As the 71st National Liturgical Week opens today in Cremona, the Cardinal Secretary of State Pietro Parolin, on behalf of Pope Francis, has sent a message to the President of the Centre for Liturgical Action, Bishop Claudio Maniago.
The gathering was postponed one year due to the COVID-19 pandemic. The meeting intends to study and address liturgical celebrations “which have been severely tested by the onset and spread of Covid 19 and the restrictions which have been necessary to contain it.”
Pope Francis expressed hope that the meeting “may identify and suggest some lines of liturgical pastoral care to be offered to parishes” so that Sunday and the Eucharistic assembly may “recover their centrality in the faith and spirituality of believers.”
The pandemic has brought to the fore the distressing state of Sunday observance throughout the Church. “The liturgy ‘suspended’ during the long period of confinement, and the difficulties of the subsequent resumption,” said the pope, “confirmed what had already been found in the Sunday assemblies of the Italian peninsula, an alarming indication of the advanced stage of the change of epoch.”

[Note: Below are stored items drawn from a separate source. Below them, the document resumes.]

/// `mcb dump`: print the fully rendered command lines without running
/// anything. Response files are suppressed so the lines read inline.
pub fn run_dump(model_path: &Path, params_path: &Path) -> Result<()> {
    let model = CompilerModel::load(model_path)?;
    let mut params = ProjectParams::load(params_path)?;
    params.defines.extend(model.extra_defines.iter().cloned());

    let opt = GeneratorOption {
        bin_dir: "%TOOL_DIR%".to_string(),
        out_dir: params.out_dir.clone(),
        cwd: Some(params.root_dir.clone()),
        inline_only: true,
    };
    let mut generator = CmdGenerator::new(&model, &params, opt)?;

    println!("{} {} ({})", ">>".cyan().bold(), model.name.bold(), model.id);

    let samples = [
        (Tool::C, PathBuf::from("sample.c")),
        (Tool::Cpp, PathBuf::from("sample.cpp")),
        (Tool::Asm, PathBuf::from("sample.s")),
    ];
    for (tool, source) in &samples {
        if !generator.has_tool(*tool) {
            continue;
        }
        let cmd = generator.compile_command(*tool, source)?;
        println!("\n{}:", tool.key().bold());
        println!("  {} {}", cmd.exe_path, cmd.command_line);
    }

    // "main.o" so a linker with an entry-object requirement still renders
    let link = generator.link_command(&[params.out_dir.join("main.o")])?;
    println!("\n{}:", "linker".bold());
    println!("  {} {}", link.exe_path, link.command_line);

    for step in generator.post_link_commands(link.out_path.as_deref().unwrap_or(Path::new(""))) {
        println!("\n{}:", step.title.as_deref().unwrap_or("post-link").bold());
        println!("  {} {}", step.exe_path, step.command_line);
    }
    Ok(())
}

/// `mcb cache flush`: promote staging records into the confirmed table.
pub fn run_cache_flush(dir: &Path) -> Result<()> {
    let mut store = StoreHandle::open(dir)?;
    store.promote();
    store.save()?;
    println!("{} dependency cache flushed", "✓".green());
    Ok(())
}

/// `mcb cache clear`: drop every record in both tables.
pub fn run_cache_clear(dir: &Path) -> Result<()> {
    let mut store = StoreHandle::open(dir)?;
    store.clear();
    store.save()?;
    println!("{} dependency cache cleared", "✓".green());
    Ok(())
}

#[cfg(test)]
mod tests {
    use super::*;

    #[test]
    fn test_classify_sources() {
        let paths: Vec<PathBuf> = [
            "/p/main.c",
            "/p/app.CPP",
            "/p/startup.s",
            "/p/vendor.lib",
            "/p/MAIN.C",
            "/p/notes.txt",
            "/p/isr.a51",
        ]
        .iter()
        .map(PathBuf::from)
        .collect();

        let set = classify_sources(&paths);
        assert_eq!(set.c, vec![PathBuf::from("/p/main.c")]);
        assert_eq!(set.cpp, vec![PathBuf::from("/p/app.CPP")]);
        assert_eq!(
            set.asm,
            vec![PathBuf::from("/p/startup.s"), PathBuf::from("/p/isr.a51")]
        );
        assert_eq!(set.libs, vec![PathBuf::from("/p/vendor.lib")]);
    }

    #[test]
    fn test_calc_threads_policy() {
        // no meaningful hint: small fixed pool
        assert_eq!(calc_threads(100, 0), 4);
        assert_eq!(calc_threads(100, 1), 4);
        // plenty of work per thread: take the full hint
        assert_eq!(calc_threads(128, 16), 16);
        // medium load: half the hint
        assert_eq!(calc_threads(64, 16), 8);
        // light load: quarter of the hint, floored
        assert_eq!(calc_threads(16, 16), 8);
        assert_eq!(calc_threads(200, 64), 64);
        assert_eq!(calc_threads(100, 64), 16);
        // a small hint is an upper bound, never inflated by the floor
        assert_eq!(calc_threads(5, 4), 4);
        assert_eq!(calc_threads(13, 6), 6);
    }
}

“We observe how in people’s real lives the very perception of time and, consequently, of Sunday itself, of space, has changed,” continued the message, “with repercussions on the way of being and feeling as a community, people, family and of the relationship with the territory.”
The Sunday assembly, says the pope, is “to be the true summit of all its activities and source of missionary dynamism to bring the Gospel of mercy to the geographical and existential peripheries.”
“His Holiness greets with joy the celebration of the 71st National Liturgical Week, which is being held in an area that has suffered greatly as a result of the pandemic,” the message concludes.